29. Дойдя до этого в своей речи, я желаю вознести мольбу относительно своих любимцев. О если бы, государь, тебя пленила любовь к философии и истинной образованности! Ибо из того, что я сказал прежде, необходимо следует, что у тебя будет много в этом соперников, и пусть они будут в какой-нибудь чести и уважении.
В настоящее время, когда она [любовь к философии] считается презренной, есть опасность, что она погаснет совершенно, и в данный момент даже не существует никакого облегчения тем, которые желали бы ее воспламенить. Но разве только о философии я выражаю пожелания? Разве ей будет хуже, если она будет удалена от сообщества людей? Но она помещает свой очаг у Бога, о котором много заботится, когда пребывает здесь. А если ее, сошедшую на землю, здесь не принимают, она остается у своего отца, справедливо говоря нам:
«Не нуждаюсь в этой я чести. И так воля Зевеса
Меня вознесла»[222].
Дела же человеческие в зависимости от ее присутствия и отсутствия становятся хуже и лучше и даже достигают вершин счастья и бездны неудач. Поэтому за них и за философию я возношу мольбы.
О если бы даровал Бог и я осуществил то желание, которое выразил Платон[223], но не добился его осуществления! О если бы я видел, что в тебе философия соединилась с государственной властью! Никто тогда не услышит более моих рассуждений о государстве. Ибо время уже замолчать, так как в одной речи я охватил все. Насколько я смог, я дал то, к чему стремился сначала, обещая в своей речи показать тебе образ государя.

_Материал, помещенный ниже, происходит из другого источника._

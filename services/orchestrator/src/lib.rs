//! pvt run orchestrator
//!
//! Runs the repository manager's analysis plugin end to end: provisions a
//! disposable instance, installs the plugin, sets up repositories and fixture
//! artifacts, waits for the analysis results the plugin reports and produces
//! a single pass/fail verdict.
//!
//! ## Architecture
//!
//! - **Provisioner**: builds/launches the instance and waits for it to be healthy
//! - **Installer**: uploads the plugin and confirms it loaded
//! - **Repositories**: converges repositories and deploys fixtures with checksum checks
//! - **Verification**: polls every target concurrently against a deadline
//! - **Orchestrator**: the stage state machine tying them together
//!
//! Collaborators are built leaves-first and passed in explicitly; every
//! remote system is reached through the capability traits in `pvt_gateways`.

pub mod config;
pub mod error;
pub mod installer;
pub mod orchestrator;
pub mod properties;
pub mod provisioner;
pub mod report;
pub mod repositories;
pub mod scenario;
pub mod verification;

pub use config::{usage_exit_code, Args, InstanceSettings, LogFormat, RunConfiguration};
pub use error::{ConfigError, DeployError, InstallError, ProvisionError, RunError};
pub use installer::{Installed, PluginInstaller};
pub use orchestrator::{RunOrchestrator, RunState, RunVerdict, StageFailure};
pub use provisioner::{InstanceHandle, InstanceProvisioner, InstanceState, StopOutcome};
pub use repositories::RepositoryManager;
pub use scenario::{FixtureArtifact, Scenario, VerificationTarget, VulnerabilityExpectation};
pub use verification::{TargetOutcome, VerificationEngine, VerificationResult};
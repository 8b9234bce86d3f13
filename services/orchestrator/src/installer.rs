//! Plugin installer.
//!
//! Uploads the plugin package, reloads plugins and waits for the plugin to
//! report itself loaded. Installing over a live plugin is not safe, so an
//! installer refuses a second install.

use std::path::Path;
use std::sync::atomic::{AtomicBool, Ordering};
use std::sync::Arc;
use std::time::Duration;

use bytes::Bytes;
use pvt_gateways::PluginGateway;
use serde::Serialize;
use sha2::{Digest, Sha256};
use tracing::{debug, info, warn};

use crate::error::InstallError;
use crate::provisioner::InstanceHandle;

/// Leading bytes of a zip archive.
const ZIP_MAGIC: &[u8] = b"PK\x03\x04";

/// A loaded plugin.
#[derive(Debug, Clone, PartialEq, Eq, Serialize)]
pub struct Installed {
    pub version: Option<String>,
    pub sha256: String,
    pub log_level: String,
}

/// Plugin installer.
pub struct PluginInstaller {
    plugin: Arc<dyn PluginGateway>,
    status_attempts: u32,
    status_interval: Duration,
    installed: AtomicBool,
}

impl PluginInstaller {
    pub const DEFAULT_STATUS_ATTEMPTS: u32 = 10;
    pub const DEFAULT_STATUS_INTERVAL: Duration = Duration::from_secs(3);

    pub fn new(plugin: Arc<dyn PluginGateway>) -> Self {
        Self {
            plugin,
            status_attempts: Self::DEFAULT_STATUS_ATTEMPTS,
            status_interval: Self::DEFAULT_STATUS_INTERVAL,
            installed: AtomicBool::new(false),
        }
    }

    /// How often, and how far apart, the plugin status is checked after reload.
    pub fn with_status_polling(mut self, attempts: u32, interval: Duration) -> Self {
        self.status_attempts = attempts.max(1);
        self.status_interval = interval;
        self
    }

    /// Install `package` into the instance and confirm it loaded.
    ///
    /// Never retried: any failure is returned as-is and a second call fails
    /// with `AlreadyInstalled`.
    pub async fn install(
        &self,
        handle: &InstanceHandle,
        package: &Path,
        log_level: &str,
    ) -> Result<Installed, InstallError> {
        if !handle.is_ready() {
            return Err(InstallError::InstanceNotReady);
        }
        if self.installed.swap(true, Ordering::SeqCst) {
            return Err(InstallError::AlreadyInstalled);
        }

        let contents = read_package(package)?;
        let sha256 = hex::encode(Sha256::digest(&contents));
        info!(
            package = %package.display(),
            bytes = contents.len(),
            sha256 = %sha256,
            log_level,
            "Uploading plugin"
        );

        self.plugin
            .install(Bytes::from(contents), log_level)
            .await
            .map_err(InstallError::Upload)?;
        self.plugin.reload().await.map_err(InstallError::Reload)?;

        for attempt in 1..=self.status_attempts {
            match self.plugin.status().await {
                Ok(status) if status.loaded => {
                    if !status.config_errors.is_empty() {
                        warn!(errors = ?status.config_errors, "Plugin loaded with configuration errors");
                        return Err(InstallError::Misconfigured(status.config_errors));
                    }
                    info!(version = ?status.version, attempt, "Plugin loaded");
                    return Ok(Installed {
                        version: status.version,
                        sha256,
                        log_level: log_level.to_string(),
                    });
                }
                Ok(_) => debug!(attempt, "Plugin not loaded yet"),
                Err(e) => debug!(attempt, error = %e, "Plugin status check failed"),
            }

            if attempt < self.status_attempts {
                tokio::time::sleep(self.status_interval).await;
            }
        }

        Err(InstallError::NotLoaded {
            attempts: self.status_attempts,
        })
    }
}

/// Read the package and reject obviously corrupt archives before upload.
fn read_package(path: &Path) -> Result<Vec<u8>, InstallError> {
    let contents = std::fs::read(path).map_err(|source| InstallError::PackageUnreadable {
        path: path.to_path_buf(),
        source,
    })?;

    if contents.is_empty() {
        return Err(InstallError::CorruptPackage {
            path: path.to_path_buf(),
            reason: "file is empty".to_string(),
        });
    }
    if !contents.starts_with(ZIP_MAGIC) {
        return Err(InstallError::CorruptPackage {
            path: path.to_path_buf(),
            reason: "not a zip archive".to_string(),
        });
    }

    Ok(contents)
}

Поистине моя речь является только тенью предмета. Тебя же прошу оживить его и сделать реальностью. И я увижу это спустя короткое время, и ты возвратишь мне образ государя, если мои речи не проскользнули мимо твоих ушей, но влились в них и внедрились в глубине твоей души. Я убежден, что не без божественного промысла философия устремилась к этому увещанию, но по внушению Божества, которое, как легко предположить, желает улучшить твои дела. Я же по справедливости буду первый наслаждаться всходами моих посевов, увидя тебя в действительности таким государем, каким рисовал в идеале, когда приготовил и держал речь о нуждах городов.